Eck Institute for Global Health, Department of Biological Sciences, University of Notre Dame, Notre Dame, IN 46556-5645 USA.
BMC Genomics. 2009 Dec 9;10:590. doi: 10.1186/1471-2164-10-590.
Microsatellite markers have proven useful in genetic studies in many organisms, yet microsatellite-based studies of the dengue and yellow fever vector mosquito Aedes aegypti have been limited by the number of assayable and polymorphic loci available, despite multiple independent efforts to identify them. Here we present strategies for efficient identification and development of useful microsatellites with broad coverage across the Aedes aegypti genome, development of multiplex-ready PCR groups of microsatellite loci, and validation of their utility for population analysis with field collections from Haiti.

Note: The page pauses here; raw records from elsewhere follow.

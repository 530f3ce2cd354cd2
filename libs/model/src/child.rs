//! Child records: the per-entry expansion of a fleet.

use std::collections::BTreeMap;

use serde::{Deserialize, Serialize};

use crate::error::ModelError;
use crate::instance::ContainerPort;
use crate::meta::ObjectMeta;

/// The kinds of child a fleet expands into.
#[derive(Debug, Clone, Copy, PartialEq, Eq, PartialOrd, Ord, Hash, Serialize, Deserialize)]
#[serde(rename_all = "snake_case")]
pub enum ChildKind {
    Broker,
    Scheduler,
    Worker,
}

impl ChildKind {
    pub fn as_str(&self) -> &'static str {
        match self {
            ChildKind::Broker => "broker",
            ChildKind::Scheduler => "scheduler",
            ChildKind::Worker => "worker",
        }
    }
}

impl std::fmt::Display for ChildKind {
    fn fmt(&self, f: &mut std::fmt::Formatter<'_>) -> std::fmt::Result {
        f.write_str(self.as_str())
    }
}

impl std::str::FromStr for ChildKind {
    type Err = ModelError;

    fn from_str(s: &str) -> Result<Self, Self::Err> {
        match s {
            "broker" => Ok(ChildKind::Broker),
            "scheduler" => Ok(ChildKind::Scheduler),
            "worker" => Ok(ChildKind::Worker),
            other => Err(ModelError::UnknownKind(other.to_string())),
        }
    }
}

/// Compute resources for an execution unit, e.g. `{"cpu": "500m"}`.
#[derive(Debug, Clone, Default, PartialEq, Eq, Serialize, Deserialize)]
pub struct ResourceRequirements {
    #[serde(default, skip_serializing_if = "BTreeMap::is_empty")]
    pub limits: BTreeMap<String, String>,

    #[serde(default, skip_serializing_if = "BTreeMap::is_empty")]
    pub requests: BTreeMap<String, String>,
}

/// Fully derived execution template for one child.
///
/// Computed from the fleet spec plus the resolved broker address; never
/// mutated after derivation within a pass.
#[derive(Debug, Clone, Default, PartialEq, Eq, Serialize, Deserialize)]
pub struct ChildTemplate {
    pub image: String,

    /// Full command line. Empty means "use the image entrypoint".
    #[serde(default)]
    pub command: Vec<String>,

    #[serde(default)]
    pub resources: ResourceRequirements,

    #[serde(default)]
    pub target_queues: Vec<String>,

    #[serde(default)]
    pub broker_address: String,

    #[serde(default)]
    pub ports: Vec<ContainerPort>,
}

/// Desired state of one child record.
#[derive(Debug, Clone, PartialEq, Eq, Serialize, Deserialize)]
pub struct ChildSpec {
    pub kind: ChildKind,
    pub replicas: u32,
    pub template: ChildTemplate,
}

/// Convergence status for a child record.
#[derive(Debug, Clone, Copy, Default, PartialEq, Eq, Serialize, Deserialize)]
#[serde(rename_all = "snake_case")]
pub enum ConvergenceStatus {
    /// Observed instances match the record.
    Converged,

    /// Actions were applied this pass; the next pass should find it converged.
    Converging,

    /// Instances drifted from the template and are being replaced.
    Diverged,

    /// Not reconciled yet.
    #[default]
    Unknown,
}

/// Observed state of a child record, written by the engine.
#[derive(Debug, Clone, Default, PartialEq, Eq, Serialize, Deserialize)]
pub struct ChildStatus {
    /// Instances present after the last pass.
    #[serde(default)]
    pub replicas: u32,

    #[serde(default)]
    pub convergence: ConvergenceStatus,

    /// Set on broker records only.
    #[serde(default, skip_serializing_if = "Option::is_none")]
    pub broker_address: Option<String>,
}

/// Stored child record (one broker, one per scheduler entry, one per worker entry).
#[derive(Debug, Clone, PartialEq, Eq, Serialize, Deserialize)]
pub struct ChildRecord {
    pub metadata: ObjectMeta,
    pub spec: ChildSpec,

    #[serde(default)]
    pub status: ChildStatus,
}

impl ChildRecord {
    pub fn kind(&self) -> ChildKind {
        self.spec.kind
    }
}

From 79 putative microsatellite loci representing 31 motifs identified in 42 whole genome sequence supercontig assemblies in the Aedes aegypti genome, 33 microsatellites providing genome-wide coverage amplified as single copy sequences in four lab strains, with a range of 2-6 alleles per locus. The tri-nucleotide motifs represented the majority (51%) of the polymorphic single copy loci, and none of these was located within a putative open reading frame. Seven groups of 4-5 microsatellite loci each were developed for multiplex-ready PCR. Four multiplex-ready groups were used to investigate population genetics of Aedes aegypti populations sampled in Haiti. Of the 23 loci represented in these groups, 20 were polymorphic with a range of 3-24 alleles per locus (mean = 8.75). Allelic polymorphic information content varied from 0.171 to 0.867 (mean = 0.545). Most loci met Hardy-Weinberg expectations across populations and pairwise FST comparisons identified significant genetic differentiation between some populations. No evidence for genetic isolation by distance was observed.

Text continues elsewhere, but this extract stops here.